== PROBLEM STATEMENT ==
When you reach the line containing "let mut parser = Parser::new();" in the records below, start copying exactly, and stop once you have copied the line containing "let file = File::open(file_path)?;".

Collected data entries:

//! Time source and the zone all due dates are displayed and edited in.

use chrono::{
    DateTime, FixedOffset, LocalResult, NaiveDate, NaiveDateTime, Offset, TimeZone, Timelike, Utc,
};
use chrono_tz::Tz;

/// Due dates are always shown and edited in Pacific time, whatever the
/// viewer's own zone is.
pub const DUE_DATE_TZ: Tz = chrono_tz::America::Los_Angeles;

/// Source of the current instant.
pub trait Clock: Send + Sync {
    fn now(&self) -> DateTime<Utc>;

    /// Current wall-clock time in [`DUE_DATE_TZ`]
    fn local_now(&self) -> NaiveDateTime {
        to_local(self.now())
    }

    /// Today's date in [`DUE_DATE_TZ`]
    fn today(&self) -> NaiveDate {
        self.local_now().date()
    }
}

/// Reads the system clock.
#[derive(Debug, Clone, Copy, Default)]
pub struct SystemClock;

impl Clock for SystemClock {
    fn now(&self) -> DateTime<Utc> {
        Utc::now()
    }
}

/// Always returns the same instant. Backs the `--now` option.
#[derive(Debug, Clone, Copy)]
pub struct FixedClock(pub DateTime<Utc>);

impl Clock for FixedClock {
    fn now(&self) -> DateTime<Utc> {
        self.0
    }
}

/// Convert an absolute instant to wall-clock time in [`DUE_DATE_TZ`]
pub fn to_local(instant: DateTime<Utc>) -> NaiveDateTime {
    instant.with_timezone(&DUE_DATE_TZ).naive_local()
}

/// UTC offset in effect in [`DUE_DATE_TZ`] at `instant`
pub fn offset_at(instant: DateTime<Utc>) -> FixedOffset {
    instant.with_timezone(&DUE_DATE_TZ).offset().fix()
}

/// Convert wall-clock time in [`DUE_DATE_TZ`] back to an absolute instant.
///
/// Times inside the spring-forward gap are moved one hour later. Times in the
/// fall-back overlap resolve to the occurrence whose offset is `prefer`, and to
/// the earlier one when `prefer` matches neither.
pub fn to_utc(local: NaiveDateTime, prefer: Option<FixedOffset>) -> DateTime<Utc> {
    let resolved = match DUE_DATE_TZ.from_local_datetime(&local) {
        LocalResult::Single(dt) => Some(dt),
        LocalResult::Ambiguous(early, late) => {
            if prefer == Some(late.offset().fix()) {
                Some(late)
            } else {
                Some(early)
            }
        }
        LocalResult::None => local
            .checked_add_signed(chrono::Duration::hours(1))
            .and_then(|later| DUE_DATE_TZ.from_local_datetime(&later).earliest()),
    };

    match resolved {
        Some(dt) => dt.with_timezone(&Utc),
        // No zone rule skips more than an hour; fall back to the standard offset.
        None => local
            .checked_add_signed(chrono::Duration::hours(8))
            .unwrap_or(local)
            .and_utc(),
    }
}

/// Drop seconds and sub-second precision
pub fn truncate_to_minute(local: NaiveDateTime) -> NaiveDateTime {
    local
        .with_second(0)
        .and_then(|t| t.with_nanosecond(0))
        .unwrap_or(local)
}

#[cfg(test)]
mod tests {
    use super::*;

    fn utc(s: &str) -> DateTime<Utc> {
        DateTime::parse_from_rfc3339(s).unwrap().with_timezone(&Utc)
    }

    fn local(s: &str) -> NaiveDateTime {
        NaiveDateTime::parse_from_str(s, "%Y-%m-%d %H:%M").unwrap()
    }

    #[test]
    fn test_to_local_summer_is_pdt() {
        let dt = to_local(utc("2024-06-01T09:00:00Z"));
        assert_eq!(dt, local("2024-06-01 02:00"));
    }

    #[test]
    fn test_to_local_winter_is_pst() {
        let dt = to_local(utc("2024-01-15T20:00:00Z"));
        assert_eq!(dt, local("2024-01-15 12:00"));
    }

    #[test]
    fn test_to_local_crosses_day_boundary() {
        // Early morning UTC is still the previous evening in Los Angeles
        let dt = to_local(utc("2024-03-01T03:00:00Z"));
        assert_eq!(dt.date(), NaiveDate::from_ymd_opt(2024, 2, 29).unwrap());
    }

    #[test]
    fn test_to_utc_roundtrip() {
        let instant = utc("2024-03-15T21:30:00Z");
        assert_eq!(to_utc(to_local(instant), None), instant);
    }

    #[test]
    fn test_to_utc_spring_forward_gap_moves_later() {
        // 2:30 AM does not exist on 2024-03-10 in Los Angeles
        let dt = to_utc(local("2024-03-10 02:30"), None);
        assert_eq!(dt, utc("2024-03-10T10:30:00Z"));
        assert_eq!(to_local(dt), local("2024-03-10 03:30"));
    }

    #[test]
    fn test_to_utc_fall_back_overlap_takes_earlier() {
        // 1:30 AM happens twice on 2024-11-03; first occurrence is PDT
        let dt = to_utc(local("2024-11-03 01:30"), None);
        assert_eq!(dt, utc("2024-11-03T08:30:00Z"));
    }

    #[test]
    fn test_to_utc_fall_back_overlap_honours_preferred_offset() {
        let first = utc("2024-11-03T08:30:00Z");
        let second = utc("2024-11-03T09:30:00Z");
        assert_eq!(to_local(first), to_local(second));

        let wall = local("2024-11-03 01:30");
        assert_eq!(to_utc(wall, Some(offset_at(first))), first);
        assert_eq!(to_utc(wall, Some(offset_at(second))), second);
    }

    #[test]
    fn test_preferred_offset_ignored_outside_overlap() {
        let pst = offset_at(utc("2024-01-15T20:00:00Z"));
        assert_eq!(pst.local_minus_utc(), -8 * 3600);
        // A summer time keeps its PDT offset whatever offset is preferred
        assert_eq!(
            to_utc(local("2024-06-01 02:00"), Some(pst)),
            utc("2024-06-01T09:00:00Z")
        );
    }

    #[test]
    fn test_to_utc_at_end_of_range_does_not_overflow() {
        let last = NaiveDate::MAX.and_hms_opt(23, 59, 0).unwrap();
        let first = NaiveDate::MIN.and_hms_opt(0, 0, 0).unwrap();
        to_utc(last, None);
        to_utc(first, None);
    }

    #[test]
    fn test_truncate_to_minute() {
        let dt = NaiveDateTime::parse_from_str("2024-03-15 14:30:59.250", "%Y-%m-%d %H:%M:%S%.3f")
            .unwrap();
        assert_eq!(truncate_to_minute(dt), local("2024-03-15 14:30"));
    }

    #[test]
    fn test_fixed_clock_today_uses_due_date_zone() {
        let clock = FixedClock(utc("2024-07-04T05:00:00Z"));
        assert_eq!(clock.today(), NaiveDate::from_ymd_opt(2024, 7, 3).unwrap());
    }
}
//! Call graph construction over a resolved [`Program`].

pub mod cha;
pub mod rta;
pub mod static_calls;
pub mod vta;

use tracing::info;

use crate::config::Algorithm;
use crate::core::graph::RawCallGraph;
use crate::error::{AnalysisError, Result};
use crate::ir::Program;

pub use cha::ChaAlgorithm;
pub use rta::RtaAlgorithm;
pub use static_calls::StaticAlgorithm;
pub use vta::VtaAlgorithm;

pub trait CallGraphAlgorithm {
    fn build(&self, program: &Program) -> Result<RawCallGraph>;
    fn name(&self) -> &str;
}

pub struct CallGraphBuilder {
    algorithm: Algorithm,
}

impl CallGraphBuilder {
    pub fn new(algorithm: Algorithm) -> Self {
        Self { algorithm }
    }

    pub fn algorithm_impl(&self) -> Box<dyn CallGraphAlgorithm + Send + Sync> {
        match self.algorithm {
            Algorithm::Static => Box::new(StaticAlgorithm),
            Algorithm::Cha => Box::new(ChaAlgorithm),
            Algorithm::Rta => Box::new(RtaAlgorithm),
            Algorithm::Vta => Box::new(VtaAlgorithm),
        }
    }

    pub fn build(&self, program: &Program) -> Result<RawCallGraph> {
        let algorithm = self.algorithm_impl();
        let graph = algorithm.build(program)?;
        if graph.node_count() == 0 {
            return Err(AnalysisError::EmptyCallGraph {
                algorithm: algorithm.name().to_string(),
            });
        }
        info!(
            algorithm = algorithm.name(),
            nodes = graph.node_count(),
            edges = graph.edge_count(),
            "call graph constructed"
        );
        Ok(graph)
    }
}

/// Adds every function of the program as a node, in id order.
pub(crate) fn add_all_functions(program: &Program, graph: &mut RawCallGraph) {
    for function in &program.functions {
        graph.add_node(function.id);
    }
}
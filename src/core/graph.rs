use petgraph::graph::{EdgeIndex, NodeIndex};
use petgraph::visit::EdgeRef;
use petgraph::{Directed, Graph};
use serde::{Deserialize, Serialize};
use std::collections::HashMap;
use std::fmt;

use crate::ir::FuncId;

/// A function in the persisted call graph, keyed by its qualified name.
#[derive(Debug, Clone, PartialEq, Eq, Serialize, Deserialize)]
pub struct FunctionNode {
    pub key: String,
    #[serde(rename = "pkg")]
    pub package: String,
    pub name: String,
    #[serde(default)]
    pub parents: Vec<String>,
    #[serde(default)]
    pub children: Vec<String>,
}

impl FunctionNode {
    pub fn new(key: impl Into<String>, package: impl Into<String>, name: impl Into<String>) -> Self {
        Self {
            key: key.into(),
            package: package.into(),
            name: name.into(),
            parents: Vec::new(),
            children: Vec::new(),
        }
    }

    pub fn with_parents(mut self, parents: Vec<String>) -> Self {
        self.parents = parents;
        self
    }

    pub fn with_children(mut self, children: Vec<String>) -> Self {
        self.children = children;
        self
    }
}

impl fmt::Display for FunctionNode {
    fn fmt(&self, f: &mut fmt::Formatter<'_>) -> fmt::Result {
        f.write_str(&self.key)
    }
}

#[derive(Debug, Clone, PartialEq, Eq, Hash, Serialize, Deserialize)]
pub struct FunctionEdge {
    pub caller_key: String,
    pub callee_key: String,
}

impl FunctionEdge {
    pub fn new(caller_key: impl Into<String>, callee_key: impl Into<String>) -> Self {
        Self {
            caller_key: caller_key.into(),
            callee_key: callee_key.into(),
        }
    }
}

impl fmt::Display for FunctionEdge {
    fn fmt(&self, f: &mut fmt::Formatter<'_>) -> fmt::Result {
        write!(f, "{} -> {}", self.caller_key, self.callee_key)
    }
}

/// Edge weight: source line of the call site, 0 for synthetic calls.
pub type RawGraph = Graph<FuncId, usize, Directed>;

/// Call graph as produced by an algorithm, before filtering.
#[derive(Debug, Default)]
pub struct RawCallGraph {
    graph: RawGraph,
    node_map: HashMap<FuncId, NodeIndex>,
}

impl RawCallGraph {
    pub fn new() -> Self {
        Self::default()
    }

    pub fn add_node(&mut self, func: FuncId) -> NodeIndex {
        if let Some(&index) = self.node_map.get(&func) {
            return index;
        }
        let index = self.graph.add_node(func);
        self.node_map.insert(func, index);
        index
    }

    /// Adds one edge per call; parallel edges are kept.
    pub fn add_edge(&mut self, caller: FuncId, callee: FuncId, line: usize) -> EdgeIndex {
        let from = self.add_node(caller);
        let to = self.add_node(callee);
        self.graph.add_edge(from, to, line)
    }

    pub fn node_count(&self) -> usize {
        self.graph.node_count()
    }

    pub fn edge_count(&self) -> usize {
        self.graph.edge_count()
    }

    pub fn contains(&self, func: FuncId) -> bool {
        self.node_map.contains_key(&func)
    }

    pub fn functions(&self) -> impl Iterator<Item = FuncId> + '_ {
        self.graph.node_weights().copied()
    }

    pub fn graph(&self) -> &RawGraph {
        &self.graph
    }

    /// Callees of `func` in edge insertion order, duplicates included.
    pub fn callees(&self, func: FuncId) -> Vec<FuncId> {
        let Some(&index) = self.node_map.get(&func) else {
            return Vec::new();
        };
        self.sorted_out_edges(index)
            .into_iter()
            .map(|(_, target)| self.graph[target])
            .collect()
    }

    fn sorted_out_edges(&self, index: NodeIndex) -> Vec<(EdgeIndex, NodeIndex)> {
        let mut edges: Vec<(EdgeIndex, NodeIndex)> =
            self.graph.edges(index).map(|e| (e.id(), e.target())).collect();
        edges.sort_by_key(|(id, _)| *id);
        edges
    }

    /// Depth-first post-order edge visit: nodes in insertion order, out-edges in
    /// insertion order, each callee's subtree before the edge that reaches it.
    /// The first visitor error stops the walk and is returned.
    pub fn visit_edges<E, F>(&self, mut visit: F) -> Result<(), E>
    where
        F: FnMut(NodeIndex, NodeIndex, FuncId, FuncId) -> Result<(), E>,
    {
        let mut seen = vec![false; self.graph.node_count()];
        // (node, out-edges, next position)
        let mut stack: Vec<(NodeIndex, Vec<(EdgeIndex, NodeIndex)>, usize)> = Vec::new();

        for root in self.graph.node_indices() {
            if seen[root.index()] {
                continue;
            }
            seen[root.index()] = true;
            stack.push((root, self.sorted_out_edges(root), 0));

            while let Some((node, edges, pos)) = stack.last_mut() {
                let Some(&(_, target)) = edges.get(*pos) else {
                    stack.pop();
                    continue;
                };
                let caller = *node;
                if seen[target.index()] {
                    *pos += 1;
                    visit(caller, target, self.graph[caller], self.graph[target])?;
                    continue;
                }
                // Descend first; the edge is visited when we come back to this frame.
                seen[target.index()] = true;
                let child_edges = self.sorted_out_edges(target);
                stack.push((target, child_edges, 0));
            }
        }
        Ok(())
    }
}
use anyhow::Result;
use std::fs::File;
use std::io::{BufReader, Read};
use std::path::Path;
use tree_sitter::{Language, Node as TSNode, Parser, Tree};

pub struct TreeSitterParser {
    parser: Parser,
}

impl TreeSitterParser {
    pub fn new(language: Language) -> Result<Self> {
        let mut parser = Parser::new();
        parser.set_language(language)?;
        Ok(Self { parser })
    }

    pub fn parse_source(&mut self, source: &str, file_path: &Path) -> Result<Tree> {
        self.parser
            .parse(source, None)
            .ok_or_else(|| anyhow::anyhow!("Failed to parse file: {}", file_path.display()))
    }

    /// Buffered read sized to the file.
    pub fn read_source(&self, file_path: &Path) -> Result<String> {
        let file = File::open(file_path)?;
        let file_size = file.metadata()?.len() as usize;

        let mut reader = BufReader::with_capacity(file_size.clamp(1, 8192), file);
        let mut content = String::with_capacity(file_size);
        reader.read_to_string(&mut content)?;
        Ok(content)
    }
}

pub fn extract_text<'a>(node: &TSNode, source: &'a [u8]) -> &'a str {
    std::str::from_utf8(&source[node.byte_range()]).unwrap_or("")
}

pub fn line_of(node: &TSNode) -> usize {
    node.start_position().row + 1
}

pub fn find_child_by_kind<'a>(node: &TSNode<'a>, kind: &str) -> Option<TSNode<'a>> {
    let mut cursor = node.walk();
    let found = node.children(&mut cursor).find(|child| child.kind() == kind);
    found
}

pub fn named_children<'a>(node: &TSNode<'a>) -> Vec<TSNode<'a>> {
    let mut cursor = node.walk();
    node.named_children(&mut cursor)
        .filter(|child| child.kind() != "comment")
        .collect()
}

/// Named children under `field`; separators sharing the field are skipped.
pub fn children_by_field<'a>(node: &TSNode<'a>, field: &str) -> Vec<TSNode<'a>> {
    let mut cursor = node.walk();
    node.children_by_field_name(field, &mut cursor)
        .filter(|child| child.is_named())
        .collect()
}

pub fn has_child_token(node: &TSNode, token: &str) -> bool {
    let mut cursor = node.walk();
    let found = node.children(&mut cursor).any(|child| child.kind() == token);
    found
}

/// Lines of every ERROR or MISSING node in the tree.
pub fn syntax_error_lines(root: &TSNode) -> Vec<usize> {
    let mut lines = Vec::new();
    if !root.has_error() {
        return lines;
    }
    let mut stack = vec![*root];
    while let Some(node) = stack.pop() {
        if node.is_error() || node.is_missing() {
            lines.push(line_of(&node));
            continue;
        }
        if node.has_error() {
            let mut cursor = node.walk();
            stack.extend(node.children(&mut cursor));
        }
    }
    lines.sort_unstable();
    lines.dedup();
    lines
}

/// Strips Go string literal quoting from an import path.
pub fn unquote(literal: &str) -> &str {
    literal.trim_matches(|c| c == '"' || c == '`')
}
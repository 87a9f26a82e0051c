use std::fmt;
use std::path::PathBuf;

/// A single problem found while loading Go packages.
#[derive(Debug, Clone, PartialEq, Eq)]
pub struct Diagnostic {
    pub file: PathBuf,
    pub line: usize,
    pub message: String,
}

impl Diagnostic {
    pub fn new(file: impl Into<PathBuf>, line: usize, message: impl Into<String>) -> Self {
        Self {
            file: file.into(),
            line,
            message: message.into(),
        }
    }
}

impl fmt::Display for Diagnostic {
    fn fmt(&self, f: &mut fmt::Formatter<'_>) -> fmt::Result {
        write!(f, "{}:{}: {}", self.file.display(), self.line, self.message)
    }
}

#[derive(Debug, thiserror::Error)]
pub enum AnalysisError {
    #[error("go.mod not found for {dir}: {reason}")]
    ModuleNotFound { dir: PathBuf, reason: String },

    #[error("package loading failed with {} error(s): {}", .diagnostics.len(), first_diagnostic(.diagnostics))]
    PackageLoad { diagnostics: Vec<Diagnostic> },

    #[error("unsupported call graph algorithm: {0}")]
    UnsupportedAlgorithm(String),

    #[error("no main package found")]
    NoMainPackage,

    #[error("{algorithm} analysis produced an empty call graph")]
    EmptyCallGraph { algorithm: String },

    #[error("call graph traversal failed: {0}")]
    Traversal(String),

    #[error("analysis cancelled")]
    Cancelled,

    #[error("store error: {0}")]
    Store(#[from] StoreError),

    #[error("configuration error: {0}")]
    Config(String),

    #[error("I/O error: {0}")]
    Io(#[from] std::io::Error),

    #[error("{0} writer thread panicked")]
    WriterPanicked(&'static str),
}

fn first_diagnostic(diagnostics: &[Diagnostic]) -> String {
    diagnostics
        .first()
        .map(|d| d.to_string())
        .unwrap_or_default()
}

#[derive(Debug, thiserror::Error)]
pub enum StoreError {
    #[error("sqlite: {0}")]
    Sqlite(#[from] rusqlite::Error),

    #[error("serialization: {0}")]
    Serialization(#[from] serde_json::Error),

    #[error("{0}")]
    Invalid(String),
}

pub type Result<T, E = AnalysisError> = std::result::Result<T, E>;
pub type StoreResult<T> = std::result::Result<T, StoreError>;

== FINAL ANSWER ==
        let mut parser = Parser::new();
        parser.set_language(language)?;
        Ok(Self { parser })
    }

    pub fn parse_source(&mut self, source: &str, file_path: &Path) -> Result<Tree> {
        self.parser
            .parse(source, None)
            .ok_or_else(|| anyhow::anyhow!("Failed to parse file: {}", file_path.display()))
    }

    /// Buffered read sized to the file.
    pub fn read_source(&self, file_path: &Path) -> Result<String> {
        let file = File::open(file_path)?;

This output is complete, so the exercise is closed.